● **THE PROBLEM**: Every line below that holds "MessageFull" must be copied.
--------------------
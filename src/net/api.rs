/// Async client for the MailRaven REST API.
///
/// Every request after login carries `Authorization: Bearer <token>`.
/// Failures are returned once and never retried.
use reqwest::{Method, RequestBuilder, Response, StatusCode, Url};
use serde::Deserialize;

use crate::model::message::{
    MessageFull, MessagePage, OutgoingMessage, ReadStateUpdate,
};
use crate::model::script::{FilterScript, NewScript};
use crate::model::session::{Credentials, LoginResponse, Session};
use crate::net::backend::{MailBackend, SieveBackend};

#[derive(Debug, thiserror::Error)]
pub enum Error {
    #[error("Network error: {0}")]
    Http(#[from] reqwest::Error),
    #[error("Invalid server URL '{0}'")]
    InvalidUrl(String),
    #[error("Session expired, please sign in again")]
    Unauthorized,
    #[error("Server error ({status}): {message}")]
    Status { status: u16, message: String },
}

#[derive(Clone)]
pub struct ApiClient {
    http: reqwest::Client,
    base_url: Url,
    token: Option<String>,
}

impl ApiClient {
    pub fn new(base_url: &str) -> Result<Self, Error> {
        let base_url = Url::parse(base_url.trim())
            .ok()
            .filter(|u| !u.cannot_be_a_base() && matches!(u.scheme(), "http" | "https"))
            .ok_or_else(|| Error::InvalidUrl(base_url.to_string()))?;
        Ok(Self {
            http: reqwest::Client::new(),
            base_url,
            token: None,
        })
    }

    /// A client that authenticates as `session`.
    pub fn with_session(&self, session: &Session) -> Self {
        Self {
            token: Some(session.token.clone()),
            ..self.clone()
        }
    }

    pub fn base_url(&self) -> &Url {
        &self.base_url
    }

    /// Append percent-encoded path segments to the base URL.
    fn endpoint(&self, segments: &[&str]) -> Url {
        let mut url = self.base_url.clone();
        if let Ok(mut path) = url.path_segments_mut() {
            path.pop_if_empty().extend(segments);
        }
        url
    }

    fn request(&self, method: Method, segments: &[&str]) -> RequestBuilder {
        let url = self.endpoint(segments);
        tracing::debug!(%method, %url, "api request");
        let builder = self.http.request(method, url);
        match &self.token {
            Some(token) => builder.bearer_auth(token),
            None => builder,
        }
    }

    async fn send(&self, builder: RequestBuilder) -> Result<Response, Error> {
        let response = builder.send().await?;
        check_status(response).await
    }

    pub async fn login(&self, credentials: &Credentials) -> Result<Session, Error> {
        let response = self
            .send(self.request(Method::POST, &["auth", "login"]).json(credentials))
            .await?;
        let login: LoginResponse = response.json().await?;
        tracing::info!(email = %credentials.email, "signed in");
        Ok(login.into_session(&credentials.email))
    }
}

impl SieveBackend for ApiClient {
    async fn list_scripts(&self) -> Result<Vec<FilterScript>, Error> {
        let response = self
            .send(self.request(Method::GET, &["sieve", "scripts"]))
            .await?;
        Ok(response.json().await?)
    }

    async fn put_script(&self, name: &str, content: &str) -> Result<(), Error> {
        self.send(
            self.request(Method::POST, &["sieve", "scripts"])
                .json(&NewScript { name, content }),
        )
        .await?;
        Ok(())
    }

    async fn activate_script(&self, name: &str) -> Result<(), Error> {
        self.send(self.request(Method::PUT, &["sieve", "scripts", name, "active"]))
            .await?;
        Ok(())
    }

    async fn delete_script(&self, name: &str) -> Result<(), Error> {
        self.send(self.request(Method::DELETE, &["sieve", "scripts", name]))
            .await?;
        Ok(())
    }
}

impl MailBackend for ApiClient {
    async fn list_messages(&self, limit: u32, offset: u32) -> Result<MessagePage, Error> {
        let response = self
            .send(
                self.request(Method::GET, &["messages"])
                    .query(&[("limit", limit), ("offset", offset)]),
            )
            .await?;
        Ok(response.json().await?)
    }

    async fn get_message(&self, id: &str) -> Result<MessageFull, Error> {
        let response = self
            .send(self.request(Method::GET, &["messages", id]))
            .await?;
        Ok(response.json().await?)
    }

    async fn mark_read(&self, id: &str) -> Result<(), Error> {
        self.send(
            self.request(Method::PATCH, &["messages", id])
                .json(&ReadStateUpdate { read_state: true }),
        )
        .await?;
        Ok(())
    }

    async fn send_message(&self, message: &OutgoingMessage) -> Result<(), Error> {
        self.send(self.request(Method::POST, &["messages", "send"]).json(message))
            .await?;
        Ok(())
    }
}

async fn check_status(response: Response) -> Result<Response, Error> {
    let status = response.status();
    if status.is_success() {
        return Ok(response);
    }
    if status == StatusCode::UNAUTHORIZED {
        return Err(Error::Unauthorized);
    }
    let body = response.text().await.unwrap_or_default();
    let message = error_message(&body)
        .unwrap_or_else(|| status.canonical_reason().unwrap_or("request failed").to_string());
    tracing::warn!(status = status.as_u16(), %message, "api request failed");
    Err(Error::Status {
        status: status.as_u16(),
        message,
    })
}

#[derive(Deserialize)]
struct ErrorBody {
    #[serde(alias = "message")]
    error: String,
}

/// Pull a human-readable message out of an error body, which is either
/// `{"error": "..."}` JSON or plain text.
fn error_message(body: &str) -> Option<String> {
    let body = body.trim();
    if body.is_empty() {
        return None;
    }
    match serde_json::from_str::<ErrorBody>(body) {
        Ok(parsed) => Some(parsed.error),
        Err(_) => Some(body.to_string()),
    }
}

#[cfg(test)]
mod tests {
    use super::*;

    #[test]
    fn test_endpoint_appends_segments() {
        let client = ApiClient::new("http://localhost:8080/api/v1").unwrap();
        assert_eq!(
            client.endpoint(&["sieve", "scripts", "vacation", "active"]).as_str(),
            "http://localhost:8080/api/v1/sieve/scripts/vacation/active"
        );
    }

    #[test]
    fn test_endpoint_tolerates_trailing_slash() {
        let client = ApiClient::new("https://mail.example.com/api/v1/").unwrap();
        assert_eq!(
            client.endpoint(&["messages"]).as_str(),
            "https://mail.example.com/api/v1/messages"
        );
    }

    #[test]
    fn test_endpoint_encodes_segments() {
        let client = ApiClient::new("http://localhost:8080/api/v1").unwrap();
        assert_eq!(
            client.endpoint(&["sieve", "scripts", "my script/1"]).as_str(),
            "http://localhost:8080/api/v1/sieve/scripts/my%20script%2F1"
        );
    }

    #[test]
    fn test_rejects_bad_base_url() {
        assert!(matches!(ApiClient::new("not a url"), Err(Error::InvalidUrl(_))));
        assert!(matches!(ApiClient::new("mailto:a@b.c"), Err(Error::InvalidUrl(_))));
    }

    #[test]
    fn test_with_session_sets_token() {
        let client = ApiClient::new("http://localhost:8080/api/v1").unwrap();
        assert!(client.token.is_none());
        let session = Session {
            token: "t0k".into(),
            email: "alice@example.com".into(),
            role: None,
            expires_at: None,
        };
        assert_eq!(client.with_session(&session).token.as_deref(), Some("t0k"));
    }

    #[test]
    fn test_error_message() {
        assert_eq!(error_message(r#"{"error":"Invalid email or password"}"#).as_deref(), Some("Invalid email or password"));
        assert_eq!(error_message(r#"{"message":"nope"}"#).as_deref(), Some("nope"));
        assert_eq!(error_message("Script not found\n").as_deref(), Some("Script not found"));
        assert_eq!(error_message("  "), None);
    }
}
--------------------
● **ANSWER TO THIS EXERCISE**:
    MessageFull, MessagePage, OutgoingMessage, ReadStateUpdate,
    async fn get_message(&self, id: &str) -> Result<MessageFull, Error> {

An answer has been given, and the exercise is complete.